After his 2014 health scare, he says he decided that things were going to be different for him — and he used his dad’s death as motivation to echarle ganas, a phrase that means “keep at it” in English.

“I decided to live life in the moment and always remind people I love them,” he says. “I live life thinking that this is my last day here. Maybe tomorrow I won’t be on this planet.”

And TikTok became the perfect place to channel this positivity. Before joining the app just six months ago, Avila’s online presence was solely on YouTube, where he had gone on to create cobblestone and carpentry tutorials for his 600,000 subscribers.

Although his start was on YouTube, TikTok — and his nearly 820,000 followers — won him over.

“Here, I can be who I really am,” he says, laughing about his six months on the app. “I can let go of my feelings, my worries.

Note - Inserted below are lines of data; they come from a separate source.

//! This test verifies that Rust's borrow checker prevents calling `append()`
//! in a loop while holding a slice from `get()`.
//!
//! If this code compiles, there is a bug in the API design.

use ballast_core::VectorStore;

fn main() {
    let mut store = VectorStore::new(4).unwrap();
    let id = store.append(&[1.0; 4]).unwrap();

    let slice = store.get(id).unwrap();

    // ERROR: Cannot append in a loop because append() requires &mut self,
    // but `slice` is still borrowing &self
    for i in 0..10 {
        store.append(&[i as f32; 4]).unwrap();
    }

    println!("{}", slice[0]);
}
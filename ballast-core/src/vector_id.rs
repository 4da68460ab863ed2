//! Stable identifier for a vector stored in a [`crate::store::VectorStore`].
//!
//! Mirrors the `NodeId` / `INVALID_NODE_ID` sentinel idiom used throughout the
//! index arenas: the id is biased by one internally so that the all-zero value
//! is free to mean "invalid" without stealing a real slot.

use std::fmt;

use crate::error::BallastError;

/// Identifier for a vector held by a [`crate::store::VectorStore`].
///
/// External code always sees the unbiased index (`0` is a perfectly normal
/// first vector); internally the id is stored as `index + 1` so that `0`
/// remains free as the "invalid" sentinel, matching the arena handle
/// convention used by the tree nodes.
#[derive(Debug, Clone, Copy, PartialEq, Eq, PartialOrd, Ord, Hash)]
pub struct VectorId(u64);

impl VectorId {
    /// Sentinel denoting "no vector".
    pub const INVALID: VectorId = VectorId(0);

    /// Wrap an external, unbiased index.
    #[must_use]
    pub fn new(index: u64) -> Self {
        VectorId(index + 1)
    }

    /// Unwrap back to the external, unbiased index.
    ///
    /// # Errors
    ///
    /// Returns [`BallastError::InvalidId`] if called on [`VectorId::INVALID`].
    pub fn index(self) -> Result<u64, BallastError> {
        self.0
            .checked_sub(1)
            .ok_or(BallastError::InvalidId { id: 0 })
    }

    /// True if this is the invalid sentinel.
    #[must_use]
    pub fn is_invalid(self) -> bool {
        self.0 == 0
    }
}

impl fmt::Display for VectorId {
    fn fmt(&self, f: &mut fmt::Formatter<'_>) -> fmt::Result {
        match self.index() {
            Ok(i) => write!(f, "V{i}"),
            Err(_) => write!(f, "V<invalid>"),
        }
    }
}

#[cfg(test)]
mod tests {
    use super::*;

    #[test]
    fn round_trips_through_bias() {
        let id = VectorId::new(41);
        assert_eq!(id.index().unwrap(), 41);
    }

    #[test]
    fn zero_is_a_valid_external_index() {
        let id = VectorId::new(0);
        assert!(!id.is_invalid());
        assert_eq!(id.index().unwrap(), 0);
    }

    #[test]
    fn invalid_sentinel_reports_invalid_id() {
        assert!(VectorId::INVALID.is_invalid());
        assert!(VectorId::INVALID.index().is_err());
    }

    #[test]
    fn display_formats_as_v_prefixed_index() {
        assert_eq!(VectorId::new(7).to_string(), "V7");
        assert_eq!(VectorId::INVALID.to_string(), "V<invalid>");
    }
}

It’s a way to release the stress and depression I bottled up for so many years.”

And he says that along with making his videos, his family keeps him more positive than ever.

“The best medicine for me is my family, my children,” he says. “When I see my children doing well, I feel secure and confident. Always.”

Avila adds that a lot of his followers tell him that he reminds them of their own Latino family members — many of whom share similar immigrant experiences. For Avila, his first day in the U.S. came on a very special occasion.

“I got to this country in 1990 on the Fourth of July,” he says. “I’ll never forget that. I didn’t even know what that was.”

After migrating at just 16, Avila spent a month and a half living on the street before finding his first job as a landscaper.

“That’s when I think I became a man,” he says of being homeless.

Despite his struggles as an immigrant, Avila says it helps bring him closer to his fans.

“It touches my heart when people comment that I remind them of their parents,” he says. “I know what it’s like to be an immigrant and to suffer. I know what it’s like to sacrifice everything for my family. Reading those comments motivates me to keep making videos for the youth.”

And how does he always keep that bright smile on his face? His answer is simple.

“My motto is to always find happiness first,” he says. “That’s why you see me with this attitude.”